*** Data supplied ***

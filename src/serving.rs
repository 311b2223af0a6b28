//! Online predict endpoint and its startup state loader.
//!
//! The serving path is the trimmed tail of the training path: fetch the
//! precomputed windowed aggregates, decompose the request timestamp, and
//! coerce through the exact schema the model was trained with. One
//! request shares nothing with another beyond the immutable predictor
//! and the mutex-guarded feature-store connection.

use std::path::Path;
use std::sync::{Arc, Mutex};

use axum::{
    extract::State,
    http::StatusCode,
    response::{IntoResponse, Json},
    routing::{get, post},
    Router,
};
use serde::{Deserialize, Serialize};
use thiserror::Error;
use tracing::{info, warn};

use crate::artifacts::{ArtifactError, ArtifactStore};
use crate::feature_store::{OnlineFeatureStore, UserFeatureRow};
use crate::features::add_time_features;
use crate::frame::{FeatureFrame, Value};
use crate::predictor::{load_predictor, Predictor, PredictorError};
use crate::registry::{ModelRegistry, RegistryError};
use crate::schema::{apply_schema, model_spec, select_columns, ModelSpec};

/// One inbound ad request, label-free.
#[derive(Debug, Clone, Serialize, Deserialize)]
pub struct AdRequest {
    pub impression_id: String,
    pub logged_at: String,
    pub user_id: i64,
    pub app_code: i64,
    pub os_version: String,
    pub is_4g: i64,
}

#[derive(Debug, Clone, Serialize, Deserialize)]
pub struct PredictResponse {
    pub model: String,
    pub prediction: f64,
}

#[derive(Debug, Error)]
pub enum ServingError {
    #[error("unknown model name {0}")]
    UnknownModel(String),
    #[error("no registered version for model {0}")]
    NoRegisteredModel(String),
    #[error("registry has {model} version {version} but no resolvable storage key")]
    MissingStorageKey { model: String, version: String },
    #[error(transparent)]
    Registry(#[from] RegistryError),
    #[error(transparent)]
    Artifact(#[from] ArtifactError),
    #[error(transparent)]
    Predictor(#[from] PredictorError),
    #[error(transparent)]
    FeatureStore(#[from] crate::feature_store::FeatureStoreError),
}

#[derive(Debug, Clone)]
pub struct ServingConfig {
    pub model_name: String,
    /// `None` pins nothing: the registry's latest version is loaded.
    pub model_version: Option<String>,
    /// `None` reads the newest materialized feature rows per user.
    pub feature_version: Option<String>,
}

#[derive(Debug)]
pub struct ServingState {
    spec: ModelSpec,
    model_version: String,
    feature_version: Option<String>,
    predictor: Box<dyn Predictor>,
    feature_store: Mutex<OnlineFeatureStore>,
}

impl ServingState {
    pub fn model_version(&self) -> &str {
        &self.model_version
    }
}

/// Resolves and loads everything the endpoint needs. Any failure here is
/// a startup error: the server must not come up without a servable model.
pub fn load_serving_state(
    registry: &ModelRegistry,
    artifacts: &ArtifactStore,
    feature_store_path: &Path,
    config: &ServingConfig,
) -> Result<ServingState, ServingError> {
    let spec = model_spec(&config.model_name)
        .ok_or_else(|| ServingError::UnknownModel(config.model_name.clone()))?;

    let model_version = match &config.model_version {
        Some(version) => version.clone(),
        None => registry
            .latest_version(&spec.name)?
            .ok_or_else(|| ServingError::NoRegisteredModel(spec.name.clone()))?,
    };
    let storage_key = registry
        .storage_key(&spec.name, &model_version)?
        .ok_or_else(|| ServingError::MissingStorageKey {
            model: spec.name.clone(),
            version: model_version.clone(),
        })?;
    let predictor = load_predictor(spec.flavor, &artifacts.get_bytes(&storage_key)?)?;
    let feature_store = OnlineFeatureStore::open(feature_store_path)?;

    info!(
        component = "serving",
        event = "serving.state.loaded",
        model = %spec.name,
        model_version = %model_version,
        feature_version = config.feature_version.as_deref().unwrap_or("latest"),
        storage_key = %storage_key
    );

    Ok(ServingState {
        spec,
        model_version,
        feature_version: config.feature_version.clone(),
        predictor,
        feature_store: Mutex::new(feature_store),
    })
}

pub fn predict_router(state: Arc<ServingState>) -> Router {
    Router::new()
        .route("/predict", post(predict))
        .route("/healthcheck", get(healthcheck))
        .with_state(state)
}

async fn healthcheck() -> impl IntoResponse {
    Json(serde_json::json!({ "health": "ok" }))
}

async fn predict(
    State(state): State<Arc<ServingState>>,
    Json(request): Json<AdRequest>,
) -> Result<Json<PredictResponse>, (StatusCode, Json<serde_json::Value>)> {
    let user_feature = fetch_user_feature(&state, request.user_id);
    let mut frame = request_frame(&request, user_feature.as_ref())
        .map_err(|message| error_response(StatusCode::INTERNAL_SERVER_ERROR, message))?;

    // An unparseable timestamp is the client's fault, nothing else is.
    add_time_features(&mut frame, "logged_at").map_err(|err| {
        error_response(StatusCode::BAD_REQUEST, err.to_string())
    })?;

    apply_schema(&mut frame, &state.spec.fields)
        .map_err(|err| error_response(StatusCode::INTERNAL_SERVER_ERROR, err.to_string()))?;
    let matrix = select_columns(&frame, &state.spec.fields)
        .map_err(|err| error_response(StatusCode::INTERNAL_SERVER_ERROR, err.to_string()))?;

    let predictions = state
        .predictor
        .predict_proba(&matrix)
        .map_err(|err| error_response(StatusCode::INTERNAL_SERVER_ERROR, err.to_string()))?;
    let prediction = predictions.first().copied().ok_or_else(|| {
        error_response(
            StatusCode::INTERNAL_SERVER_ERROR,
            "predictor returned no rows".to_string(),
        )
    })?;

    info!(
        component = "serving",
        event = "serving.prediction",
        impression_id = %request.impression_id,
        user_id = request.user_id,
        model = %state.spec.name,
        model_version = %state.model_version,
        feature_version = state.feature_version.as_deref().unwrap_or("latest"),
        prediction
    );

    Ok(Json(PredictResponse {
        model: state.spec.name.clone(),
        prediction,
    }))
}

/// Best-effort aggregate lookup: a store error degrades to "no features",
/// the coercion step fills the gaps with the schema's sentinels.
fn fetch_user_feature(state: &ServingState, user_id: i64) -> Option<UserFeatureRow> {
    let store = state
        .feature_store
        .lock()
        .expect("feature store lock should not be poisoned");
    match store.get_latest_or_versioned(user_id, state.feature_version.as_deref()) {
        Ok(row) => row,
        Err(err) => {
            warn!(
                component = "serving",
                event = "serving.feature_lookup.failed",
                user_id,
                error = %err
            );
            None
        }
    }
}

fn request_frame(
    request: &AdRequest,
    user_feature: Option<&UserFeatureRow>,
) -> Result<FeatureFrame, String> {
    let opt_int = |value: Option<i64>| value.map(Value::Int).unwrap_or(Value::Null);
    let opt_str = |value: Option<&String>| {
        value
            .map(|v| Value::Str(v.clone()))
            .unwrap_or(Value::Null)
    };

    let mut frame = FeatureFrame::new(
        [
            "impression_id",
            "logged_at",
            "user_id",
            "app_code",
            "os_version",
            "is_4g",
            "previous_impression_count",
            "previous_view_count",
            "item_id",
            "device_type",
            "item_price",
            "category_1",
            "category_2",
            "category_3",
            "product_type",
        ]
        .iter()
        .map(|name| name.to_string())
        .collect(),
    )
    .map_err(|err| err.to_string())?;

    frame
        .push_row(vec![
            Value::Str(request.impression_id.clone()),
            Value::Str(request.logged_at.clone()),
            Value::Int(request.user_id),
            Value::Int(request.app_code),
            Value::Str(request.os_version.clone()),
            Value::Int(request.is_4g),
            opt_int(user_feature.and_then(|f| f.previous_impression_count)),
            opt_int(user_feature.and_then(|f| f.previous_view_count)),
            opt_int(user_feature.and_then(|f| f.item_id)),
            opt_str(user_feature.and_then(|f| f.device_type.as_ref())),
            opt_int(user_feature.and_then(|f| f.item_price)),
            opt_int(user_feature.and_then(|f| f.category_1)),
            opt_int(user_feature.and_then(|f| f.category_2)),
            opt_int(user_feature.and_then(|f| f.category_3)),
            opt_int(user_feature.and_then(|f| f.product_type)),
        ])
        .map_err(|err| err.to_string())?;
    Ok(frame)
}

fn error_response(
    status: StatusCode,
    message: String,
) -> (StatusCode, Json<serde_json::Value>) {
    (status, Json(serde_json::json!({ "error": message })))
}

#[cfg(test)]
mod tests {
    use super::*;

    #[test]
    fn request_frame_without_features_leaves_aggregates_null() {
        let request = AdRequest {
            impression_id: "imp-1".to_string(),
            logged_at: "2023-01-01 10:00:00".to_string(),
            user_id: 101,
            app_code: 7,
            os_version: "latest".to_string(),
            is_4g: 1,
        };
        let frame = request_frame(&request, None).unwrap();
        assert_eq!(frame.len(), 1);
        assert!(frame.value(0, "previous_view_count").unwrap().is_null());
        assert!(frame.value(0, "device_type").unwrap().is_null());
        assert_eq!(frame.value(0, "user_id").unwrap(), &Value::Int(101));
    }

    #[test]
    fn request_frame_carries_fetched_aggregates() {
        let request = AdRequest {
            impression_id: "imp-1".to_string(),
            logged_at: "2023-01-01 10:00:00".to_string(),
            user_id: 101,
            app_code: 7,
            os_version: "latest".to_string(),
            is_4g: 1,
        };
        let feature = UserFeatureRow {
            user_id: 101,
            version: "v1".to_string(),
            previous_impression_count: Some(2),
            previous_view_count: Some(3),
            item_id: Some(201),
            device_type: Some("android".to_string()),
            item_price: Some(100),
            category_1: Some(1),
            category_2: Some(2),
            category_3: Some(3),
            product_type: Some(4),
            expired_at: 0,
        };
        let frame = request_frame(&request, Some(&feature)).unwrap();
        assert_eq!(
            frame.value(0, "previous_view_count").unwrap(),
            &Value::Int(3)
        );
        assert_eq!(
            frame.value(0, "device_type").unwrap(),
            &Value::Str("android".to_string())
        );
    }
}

*** End of Data supplied ***
*** Data supplied ***

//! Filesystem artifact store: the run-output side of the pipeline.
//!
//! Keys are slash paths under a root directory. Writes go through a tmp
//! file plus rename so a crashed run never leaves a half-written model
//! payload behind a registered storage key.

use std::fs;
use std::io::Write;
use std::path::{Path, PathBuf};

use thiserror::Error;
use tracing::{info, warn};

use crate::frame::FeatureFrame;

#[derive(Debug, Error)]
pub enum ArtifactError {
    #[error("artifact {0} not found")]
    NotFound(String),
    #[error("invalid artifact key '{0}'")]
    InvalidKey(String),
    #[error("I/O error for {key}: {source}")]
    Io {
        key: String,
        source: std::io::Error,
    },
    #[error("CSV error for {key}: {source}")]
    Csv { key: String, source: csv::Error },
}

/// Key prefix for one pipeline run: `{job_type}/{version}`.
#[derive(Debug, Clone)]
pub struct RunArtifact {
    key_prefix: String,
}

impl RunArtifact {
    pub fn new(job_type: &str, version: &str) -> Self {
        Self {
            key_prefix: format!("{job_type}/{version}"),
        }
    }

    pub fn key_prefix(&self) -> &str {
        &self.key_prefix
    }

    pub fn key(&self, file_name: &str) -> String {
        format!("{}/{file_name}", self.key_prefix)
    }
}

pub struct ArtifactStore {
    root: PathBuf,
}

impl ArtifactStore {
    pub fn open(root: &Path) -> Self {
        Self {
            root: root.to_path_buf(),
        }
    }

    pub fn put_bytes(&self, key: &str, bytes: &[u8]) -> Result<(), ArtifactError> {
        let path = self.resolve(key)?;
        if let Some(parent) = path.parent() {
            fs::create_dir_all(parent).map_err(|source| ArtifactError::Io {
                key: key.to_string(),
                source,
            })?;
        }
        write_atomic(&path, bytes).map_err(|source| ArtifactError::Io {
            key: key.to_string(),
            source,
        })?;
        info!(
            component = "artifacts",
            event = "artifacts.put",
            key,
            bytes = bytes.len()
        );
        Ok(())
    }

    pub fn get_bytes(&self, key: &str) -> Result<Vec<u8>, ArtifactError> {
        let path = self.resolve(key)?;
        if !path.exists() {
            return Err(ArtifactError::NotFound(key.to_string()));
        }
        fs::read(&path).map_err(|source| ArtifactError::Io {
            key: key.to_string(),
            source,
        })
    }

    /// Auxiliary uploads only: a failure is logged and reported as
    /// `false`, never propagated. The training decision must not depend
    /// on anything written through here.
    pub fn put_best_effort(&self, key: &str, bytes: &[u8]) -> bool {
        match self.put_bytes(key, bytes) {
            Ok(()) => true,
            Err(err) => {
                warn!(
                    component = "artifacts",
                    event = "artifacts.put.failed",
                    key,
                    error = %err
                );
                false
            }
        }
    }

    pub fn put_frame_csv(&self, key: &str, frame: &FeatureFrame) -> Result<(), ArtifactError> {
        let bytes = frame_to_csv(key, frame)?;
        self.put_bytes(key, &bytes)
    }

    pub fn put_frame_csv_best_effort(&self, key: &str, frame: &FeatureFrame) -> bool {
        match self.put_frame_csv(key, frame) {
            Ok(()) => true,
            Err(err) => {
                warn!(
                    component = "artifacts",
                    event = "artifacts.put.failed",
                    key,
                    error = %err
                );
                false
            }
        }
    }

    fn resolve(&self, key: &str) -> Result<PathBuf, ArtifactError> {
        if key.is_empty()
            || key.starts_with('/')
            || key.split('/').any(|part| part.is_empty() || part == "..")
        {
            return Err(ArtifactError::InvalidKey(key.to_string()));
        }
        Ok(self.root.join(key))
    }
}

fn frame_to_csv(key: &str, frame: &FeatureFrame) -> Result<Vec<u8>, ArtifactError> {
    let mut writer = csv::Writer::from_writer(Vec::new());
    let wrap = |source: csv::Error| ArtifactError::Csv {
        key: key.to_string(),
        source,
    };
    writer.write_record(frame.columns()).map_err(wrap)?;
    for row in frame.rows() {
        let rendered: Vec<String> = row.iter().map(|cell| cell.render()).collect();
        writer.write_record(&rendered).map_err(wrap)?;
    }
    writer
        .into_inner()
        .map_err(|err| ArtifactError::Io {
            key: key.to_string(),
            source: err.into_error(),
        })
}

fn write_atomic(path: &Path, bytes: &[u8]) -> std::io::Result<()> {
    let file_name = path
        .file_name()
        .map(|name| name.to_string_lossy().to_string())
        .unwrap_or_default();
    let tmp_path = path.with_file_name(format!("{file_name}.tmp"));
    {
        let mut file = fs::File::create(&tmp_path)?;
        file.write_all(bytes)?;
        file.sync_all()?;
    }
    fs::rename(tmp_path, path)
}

*** End of Data supplied ***

Aim of the task –
The range runs from the line above containing "use crate::features::add_time_features;" to the line containing "pub struct ServingConfig", inclusive. Restate those lines word for word and no others.

Answer box –
use crate::features::add_time_features;
use crate::frame::{FeatureFrame, Value};
use crate::predictor::{load_predictor, Predictor, PredictorError};
use crate::registry::{ModelRegistry, RegistryError};
use crate::schema::{apply_schema, model_spec, select_columns, ModelSpec};

/// One inbound ad request, label-free.
#[derive(Debug, Clone, Serialize, Deserialize)]
pub struct AdRequest {
    pub impression_id: String,
    pub logged_at: String,
    pub user_id: i64,
    pub app_code: i64,
    pub os_version: String,
    pub is_4g: i64,
}

#[derive(Debug, Clone, Serialize, Deserialize)]
pub struct PredictResponse {
    pub model: String,
    pub prediction: f64,
}

#[derive(Debug, Error)]
pub enum ServingError {
    #[error("unknown model name {0}")]
    UnknownModel(String),
    #[error("no registered version for model {0}")]
    NoRegisteredModel(String),
    #[error("registry has {model} version {version} but no resolvable storage key")]
    MissingStorageKey { model: String, version: String },
    #[error(transparent)]
    Registry(#[from] RegistryError),
    #[error(transparent)]
    Artifact(#[from] ArtifactError),
    #[error(transparent)]
    Predictor(#[from] PredictorError),
    #[error(transparent)]
    FeatureStore(#[from] crate::feature_store::FeatureStoreError),
}

#[derive(Debug, Clone)]
pub struct ServingConfig {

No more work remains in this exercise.